*EXERCISE*:
How many lines in the records below contain "crate"? Reply with the number only.

*RECORDS FOR THE EXERCISE*:
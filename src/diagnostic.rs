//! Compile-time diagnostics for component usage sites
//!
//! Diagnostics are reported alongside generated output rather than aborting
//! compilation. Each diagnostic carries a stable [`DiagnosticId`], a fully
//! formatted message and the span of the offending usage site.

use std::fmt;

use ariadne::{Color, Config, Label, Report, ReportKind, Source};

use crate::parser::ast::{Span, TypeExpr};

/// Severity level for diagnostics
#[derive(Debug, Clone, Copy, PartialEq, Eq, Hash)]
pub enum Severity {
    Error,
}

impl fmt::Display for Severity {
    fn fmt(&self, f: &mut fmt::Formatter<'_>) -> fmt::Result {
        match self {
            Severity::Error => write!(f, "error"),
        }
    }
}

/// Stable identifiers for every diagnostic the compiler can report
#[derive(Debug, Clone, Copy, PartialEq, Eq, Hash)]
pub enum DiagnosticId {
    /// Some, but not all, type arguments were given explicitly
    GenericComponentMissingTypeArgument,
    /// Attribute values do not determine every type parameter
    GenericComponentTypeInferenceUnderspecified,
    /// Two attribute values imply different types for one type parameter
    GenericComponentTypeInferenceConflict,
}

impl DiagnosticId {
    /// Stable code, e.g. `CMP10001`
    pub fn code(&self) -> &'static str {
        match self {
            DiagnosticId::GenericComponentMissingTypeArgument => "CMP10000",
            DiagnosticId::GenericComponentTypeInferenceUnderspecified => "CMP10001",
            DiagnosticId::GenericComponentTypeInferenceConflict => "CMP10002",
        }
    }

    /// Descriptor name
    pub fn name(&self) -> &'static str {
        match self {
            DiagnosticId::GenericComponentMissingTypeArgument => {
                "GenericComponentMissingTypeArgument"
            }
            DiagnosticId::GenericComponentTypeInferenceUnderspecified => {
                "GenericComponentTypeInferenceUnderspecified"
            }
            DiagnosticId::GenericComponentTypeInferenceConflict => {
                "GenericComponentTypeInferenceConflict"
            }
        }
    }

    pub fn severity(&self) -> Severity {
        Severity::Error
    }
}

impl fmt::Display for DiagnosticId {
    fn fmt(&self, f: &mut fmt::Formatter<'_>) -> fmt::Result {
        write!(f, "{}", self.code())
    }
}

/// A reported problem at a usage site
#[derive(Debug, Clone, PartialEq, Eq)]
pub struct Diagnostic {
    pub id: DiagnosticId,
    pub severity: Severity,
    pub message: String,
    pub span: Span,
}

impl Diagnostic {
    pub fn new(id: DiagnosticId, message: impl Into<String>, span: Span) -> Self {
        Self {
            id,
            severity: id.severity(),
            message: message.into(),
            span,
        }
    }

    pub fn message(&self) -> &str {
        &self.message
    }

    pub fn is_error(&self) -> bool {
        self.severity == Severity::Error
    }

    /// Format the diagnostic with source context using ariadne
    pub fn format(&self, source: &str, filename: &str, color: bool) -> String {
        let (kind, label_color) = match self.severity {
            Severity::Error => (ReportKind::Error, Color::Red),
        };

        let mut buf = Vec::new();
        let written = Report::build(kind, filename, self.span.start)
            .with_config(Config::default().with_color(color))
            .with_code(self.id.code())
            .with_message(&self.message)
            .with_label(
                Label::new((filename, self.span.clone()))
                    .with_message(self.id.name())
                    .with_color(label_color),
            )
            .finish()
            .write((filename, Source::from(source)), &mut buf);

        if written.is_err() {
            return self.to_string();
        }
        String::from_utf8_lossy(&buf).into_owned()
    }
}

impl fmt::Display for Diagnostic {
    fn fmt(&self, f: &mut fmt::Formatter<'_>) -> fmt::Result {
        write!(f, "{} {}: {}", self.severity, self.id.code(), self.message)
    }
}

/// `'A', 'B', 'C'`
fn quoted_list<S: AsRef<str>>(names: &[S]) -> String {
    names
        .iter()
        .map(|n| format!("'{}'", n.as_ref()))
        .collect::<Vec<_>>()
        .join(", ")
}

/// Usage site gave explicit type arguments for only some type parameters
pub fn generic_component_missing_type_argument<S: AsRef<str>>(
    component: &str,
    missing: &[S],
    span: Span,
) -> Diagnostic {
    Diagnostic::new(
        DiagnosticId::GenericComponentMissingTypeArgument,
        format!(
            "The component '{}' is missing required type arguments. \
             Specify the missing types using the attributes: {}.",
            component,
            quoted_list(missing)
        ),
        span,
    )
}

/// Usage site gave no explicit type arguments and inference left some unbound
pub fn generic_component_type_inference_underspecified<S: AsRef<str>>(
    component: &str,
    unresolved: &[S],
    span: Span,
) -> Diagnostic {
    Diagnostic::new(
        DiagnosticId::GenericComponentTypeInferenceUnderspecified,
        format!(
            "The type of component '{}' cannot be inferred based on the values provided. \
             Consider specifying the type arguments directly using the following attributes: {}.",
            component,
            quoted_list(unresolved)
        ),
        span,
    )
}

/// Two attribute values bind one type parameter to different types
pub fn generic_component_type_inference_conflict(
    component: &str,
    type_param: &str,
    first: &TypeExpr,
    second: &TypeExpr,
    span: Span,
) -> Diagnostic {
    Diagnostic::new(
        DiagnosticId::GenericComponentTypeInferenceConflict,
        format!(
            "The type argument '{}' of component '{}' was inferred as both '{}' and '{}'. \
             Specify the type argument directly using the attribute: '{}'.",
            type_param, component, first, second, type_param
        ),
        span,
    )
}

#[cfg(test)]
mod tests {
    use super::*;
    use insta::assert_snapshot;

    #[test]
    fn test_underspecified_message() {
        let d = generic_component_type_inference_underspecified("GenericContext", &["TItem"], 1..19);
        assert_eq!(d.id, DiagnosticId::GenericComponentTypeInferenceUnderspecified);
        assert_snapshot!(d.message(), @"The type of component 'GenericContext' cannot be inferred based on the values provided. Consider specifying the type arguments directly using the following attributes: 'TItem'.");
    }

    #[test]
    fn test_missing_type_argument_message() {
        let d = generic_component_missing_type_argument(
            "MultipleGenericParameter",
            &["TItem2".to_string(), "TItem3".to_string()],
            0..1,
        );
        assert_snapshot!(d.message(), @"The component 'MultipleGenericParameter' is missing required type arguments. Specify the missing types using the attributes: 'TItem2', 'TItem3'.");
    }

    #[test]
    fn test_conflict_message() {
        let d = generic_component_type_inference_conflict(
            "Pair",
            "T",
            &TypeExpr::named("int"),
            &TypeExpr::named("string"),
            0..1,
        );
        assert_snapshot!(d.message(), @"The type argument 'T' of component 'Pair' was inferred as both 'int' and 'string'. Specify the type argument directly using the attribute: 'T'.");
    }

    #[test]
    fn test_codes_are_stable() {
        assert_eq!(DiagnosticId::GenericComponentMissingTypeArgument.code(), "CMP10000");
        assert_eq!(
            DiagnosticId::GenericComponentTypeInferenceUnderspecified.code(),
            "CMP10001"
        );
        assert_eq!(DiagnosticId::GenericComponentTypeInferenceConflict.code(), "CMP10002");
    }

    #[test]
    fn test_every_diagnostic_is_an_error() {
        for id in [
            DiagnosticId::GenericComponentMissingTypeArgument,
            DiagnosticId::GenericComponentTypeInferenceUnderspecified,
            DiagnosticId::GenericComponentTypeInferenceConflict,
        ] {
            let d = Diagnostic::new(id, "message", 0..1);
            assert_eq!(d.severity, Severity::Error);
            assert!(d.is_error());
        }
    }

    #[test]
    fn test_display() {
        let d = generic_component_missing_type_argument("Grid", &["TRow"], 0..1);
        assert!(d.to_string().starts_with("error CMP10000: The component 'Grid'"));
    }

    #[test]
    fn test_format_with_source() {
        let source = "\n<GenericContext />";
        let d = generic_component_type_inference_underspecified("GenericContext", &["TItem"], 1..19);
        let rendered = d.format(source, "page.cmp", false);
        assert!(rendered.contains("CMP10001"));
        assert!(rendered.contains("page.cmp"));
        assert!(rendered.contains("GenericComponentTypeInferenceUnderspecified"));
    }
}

* * *

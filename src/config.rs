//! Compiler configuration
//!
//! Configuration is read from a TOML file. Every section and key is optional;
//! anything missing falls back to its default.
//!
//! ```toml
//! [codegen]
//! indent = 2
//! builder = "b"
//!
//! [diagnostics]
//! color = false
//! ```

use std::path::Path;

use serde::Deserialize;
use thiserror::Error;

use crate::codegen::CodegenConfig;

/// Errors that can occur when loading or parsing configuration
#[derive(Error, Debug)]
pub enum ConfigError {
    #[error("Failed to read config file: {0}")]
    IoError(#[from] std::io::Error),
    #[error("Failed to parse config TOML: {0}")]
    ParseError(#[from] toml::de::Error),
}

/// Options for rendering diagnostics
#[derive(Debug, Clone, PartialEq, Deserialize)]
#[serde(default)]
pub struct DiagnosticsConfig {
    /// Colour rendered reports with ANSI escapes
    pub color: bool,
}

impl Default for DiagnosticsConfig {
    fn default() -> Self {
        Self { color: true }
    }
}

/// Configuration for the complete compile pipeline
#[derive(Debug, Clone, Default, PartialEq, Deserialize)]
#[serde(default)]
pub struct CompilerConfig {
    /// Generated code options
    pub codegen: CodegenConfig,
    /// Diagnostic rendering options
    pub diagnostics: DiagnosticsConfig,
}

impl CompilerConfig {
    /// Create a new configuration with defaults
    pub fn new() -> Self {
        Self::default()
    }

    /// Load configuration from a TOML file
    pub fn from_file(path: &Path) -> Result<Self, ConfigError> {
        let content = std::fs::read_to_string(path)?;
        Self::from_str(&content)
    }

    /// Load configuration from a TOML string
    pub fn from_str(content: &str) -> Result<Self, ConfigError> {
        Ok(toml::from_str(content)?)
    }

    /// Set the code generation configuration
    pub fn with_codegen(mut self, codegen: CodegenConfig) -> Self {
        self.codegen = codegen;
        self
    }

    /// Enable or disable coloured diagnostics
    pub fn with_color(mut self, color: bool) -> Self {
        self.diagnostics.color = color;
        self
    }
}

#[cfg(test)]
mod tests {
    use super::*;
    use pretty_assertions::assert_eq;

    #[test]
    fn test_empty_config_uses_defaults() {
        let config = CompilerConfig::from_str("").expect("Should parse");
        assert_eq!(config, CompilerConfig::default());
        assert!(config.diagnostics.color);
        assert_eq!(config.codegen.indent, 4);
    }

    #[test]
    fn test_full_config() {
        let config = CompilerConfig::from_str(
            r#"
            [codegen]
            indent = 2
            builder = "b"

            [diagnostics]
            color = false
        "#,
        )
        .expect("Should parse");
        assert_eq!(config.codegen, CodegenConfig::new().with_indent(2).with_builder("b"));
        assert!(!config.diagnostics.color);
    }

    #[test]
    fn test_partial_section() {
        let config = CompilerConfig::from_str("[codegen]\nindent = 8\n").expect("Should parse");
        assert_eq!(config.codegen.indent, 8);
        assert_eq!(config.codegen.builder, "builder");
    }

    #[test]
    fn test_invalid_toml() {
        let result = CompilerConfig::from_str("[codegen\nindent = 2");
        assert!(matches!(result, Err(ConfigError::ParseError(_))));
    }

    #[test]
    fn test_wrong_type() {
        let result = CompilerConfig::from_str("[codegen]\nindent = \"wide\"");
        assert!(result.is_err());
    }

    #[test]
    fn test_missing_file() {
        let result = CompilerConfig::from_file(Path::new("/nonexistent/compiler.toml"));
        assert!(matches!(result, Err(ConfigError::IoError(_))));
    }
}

*REPLY*:
2